On ne vient pas à Sunn O))) (ça se prononce « Sun ») pour la musique. De musique, il n'y a pas vraiment d'ailleurs. On y vient pour l'ambiance sombre, gothique, crasseuse, rouillée, dégueulasse, monstrueuse, graphique... Sauf qu'on ne parle pas ici d'un RPG mais d'un album. Un album plus « accessible » fait par deux monstres de la musique expérimentale (dont Stephen O' Malley, saint patron de tout ce qui touche au doom). Les mecs essayent de draguer la bourgeoise en embauchant plein de copains moins poilus et un orchestre symphonique tout en refusant le cliché de l'album de métal avec des cordes.

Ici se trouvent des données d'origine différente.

//! Entity Repository
//!
//! One generic repository serves every entity, parameterized by the
//! schema registry's descriptor. All operations accept a `View`
//! (projection + include graph) controlling what comes back; mutations
//! validate their data against the registry before any SQL is built.

pub(crate) mod row;

pub use row::{Related, Row};

use crate::db::{Db, DbHandle};
use crate::errors::{DalError, Result};
use crate::query::{
    AggregateResult, AggregateSpec, ConflictAction, Filter, FindArgs, GroupBySpec, Projection,
    QueryBuilder, Record, Value,
};
use crate::relation::{fetch_columns, strip_extras, Include, Resolver};
use crate::schema::{registry, DefaultValue, EntityDef, ScalarType};
use crate::txn::{self, OpResult, Operation, TxOptions};
use chrono::Utc;
use serde::{Deserialize, Serialize};
use sqlx::Row as _;
use std::future::Future;
use uuid::Uuid;

/// What a call returns: a scalar projection plus an include graph
#[derive(Debug, Clone, Default, PartialEq, Serialize, Deserialize)]
pub struct View {
    pub projection: Projection,
    pub include: Include,
}

impl View {
    pub fn new() -> Self {
        Self::default()
    }

    pub fn projection(mut self, projection: Projection) -> Self {
        self.projection = projection;
        self
    }

    pub fn include(mut self, include: Include) -> Self {
        self.include = include;
        self
    }
}

/// Typed CRUD and aggregate operations for one entity
#[derive(Clone)]
pub struct Repository {
    handle: DbHandle,
    entity: &'static EntityDef,
}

C'est un peu mitigé, le côté mélodique est foutrement raté sur les trois premiers morceaux mais prend sa revanche sur Alice, seul véritable morceau hybride et réussite inégalable du disque. Ce qui est gênant c'est que toutes ces concessions sont vaines, le résultat est toujours affreux pour le novice mais manque diablement de relief. Le son est monolithique mais putain qu'est-ce qu'on peut se faire chier parfois.

Quand j'ai réécouté ce disque, ce que je n'avais pas fait depuis longtemps, je me suis surpris à faire totalement autre chose. Les pistes ne sont pas vraiment des morceaux ni des chansons, encore moins des mouvements. Nous avons des nappes, des moments sans réel liant. Sans pour autant déprécier la qualité des musiciens, je ne pense pas que ce disque requiert le degré d'attention que je lui portais auparavant. C'est même un excellent prétendant à ces disques que l'on met en fond dans les soirées tranquilles où l'on discute, on joue aux cartes ou on lit dans les entrailles des gerbilles. Le tout passe finalement très vite.

Mais à d'autres moments, il y a des fulgurances, des chœurs étranges, des accords qui s'éternisent, des trompettes de la destinée. Le résultat est foutrement visuel pour un produit auditif. Je ne me lasserai jamais de l'intro du disque. Et les deux pistes du milieu, les plus chaotiques, comportent aussi leur pesant de cacahuètes. Seul Alice arrive à parvenir à la félicité et atteindre son but. Monumentale épopée stoner mêlant efficacement les vagues drones aux assauts des trompettes, on se prête à pense un instant que si le disque avait été du même acabit on aurait peut-être pas trié ses stylos pendant l'écoute attentive des trois premiers morceaux.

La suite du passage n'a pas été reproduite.